◆ **TASK INSTRUCTIONS**: Look through the data below for the line with "(rustup, nvm, uv).", and transcribe it exactly together with each line after it up to and including the line with "pub enum InstallProbe". Give nothing else.

Stored data
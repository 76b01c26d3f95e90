//! Vendor bootstrap installers (rustup, nvm, uv).
//!
//! The install script is fetched over HTTPS, staged to a temp file, and run
//! with `sh` through the executor so the child is subject to the run
//! deadline. The whole resource is gated on the tool not already being
//! present, making re-runs no-ops.
use std::path::PathBuf;

use anyhow::{Context as _, Result};

use super::{Applicable, Resource, ResourceChange, ResourceState};
use crate::exec::Executor;

/// How an installer decides the tool is already present.
#[derive(Debug, Clone)]
pub enum InstallProbe {
    /// A binary of this name is on PATH.
    Binary(&'static str),
    /// A file exists at this path (e.g. `~/.nvm/nvm.sh` — nvm is a shell
    /// function, not a binary).
    File(PathBuf),
}

/// A tool installed by fetching and running a vendor bootstrap script.
pub struct ScriptInstaller<'a> {
    /// Tool name, for descriptions.
    pub name: &'static str,
    /// Presence probe.
    pub probe: InstallProbe,
    /// Script URL.
    pub url: &'static str,
    /// Extra arguments passed to `sh` after the script path
    /// (e.g. `["-s", "--", "-y"]` becomes `sh script -s -- -y`).
    pub args: &'static [&'static str],
    executor: &'a dyn Executor,
}

impl std::fmt::Debug for ScriptInstaller<'_> {
    fn fmt(&self, f: &mut std::fmt::Formatter<'_>) -> std::fmt::Result {
        f.debug_struct("ScriptInstaller")
            .field("name", &self.name)
            .field("url", &self.url)
            .finish_non_exhaustive()
    }
}

impl<'a> ScriptInstaller<'a> {
    /// Create a new script installer.
    #[must_use]
    pub const fn new(
        name: &'static str,
        probe: InstallProbe,
        url: &'static str,
        args: &'static [&'static str],
        executor: &'a dyn Executor,
    ) -> Self {
        Self {
            name,
            probe,
            url,
            args,
            executor,
        }
    }
}

/// Fetch a bootstrap script over HTTPS.
fn fetch_script(url: &str) -> Result<String> {
    let mut response = ureq::get(url)
        .call()
        .with_context(|| format!("fetch installer: {url}"))?;
    response
        .body_mut()
        .read_to_string()
        .with_context(|| format!("read installer body: {url}"))
}

/// Stage `script` to a temp file and run it with `sh` plus `args`.
pub(crate) fn run_script(executor: &dyn Executor, script: &str, args: &[&str]) -> Result<()> {
    let mut staged = tempfile::NamedTempFile::new().context("create staging file")?;
    std::io::Write::write_all(&mut staged, script.as_bytes()).context("stage installer")?;
    let path = staged.path().to_string_lossy().to_string();
    let mut argv: Vec<&str> = vec![path.as_str()];
    argv.extend_from_slice(args);
    executor.run("sh", &argv)?;
    Ok(())
}

impl Applicable for ScriptInstaller<'_> {
    fn description(&self) -> String {
        format!("{} (vendor installer)", self.name)
    }

    fn apply(&self) -> Result<ResourceChange> {
        let script = fetch_script(self.url)?;
        run_script(self.executor, &script, self.args)?;
        Ok(ResourceChange::Applied)
    }
}

impl Resource for ScriptInstaller<'_> {
    fn current_state(&self) -> Result<ResourceState> {
        let present = match &self.probe {
            InstallProbe::Binary(binary) => self.executor.which(binary),
            InstallProbe::File(path) => path.exists(),
        };
        if present {
            Ok(ResourceState::Correct)
        } else {
            Ok(ResourceState::Missing)
        }
    }
}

◆ **EXERCISE OUTPUT**:
//! Vendor bootstrap installers (rustup, nvm, uv).
//!
//! The install script is fetched over HTTPS, staged to a temp file, and run
//! with `sh` through the executor so the child is subject to the run
//! deadline. The whole resource is gated on the tool not already being
//! present, making re-runs no-ops.
use std::path::PathBuf;

use anyhow::{Context as _, Result};

use super::{Applicable, Resource, ResourceChange, ResourceState};
use crate::exec::Executor;

/// How an installer decides the tool is already present.
#[derive(Debug, Clone)]
pub enum InstallProbe {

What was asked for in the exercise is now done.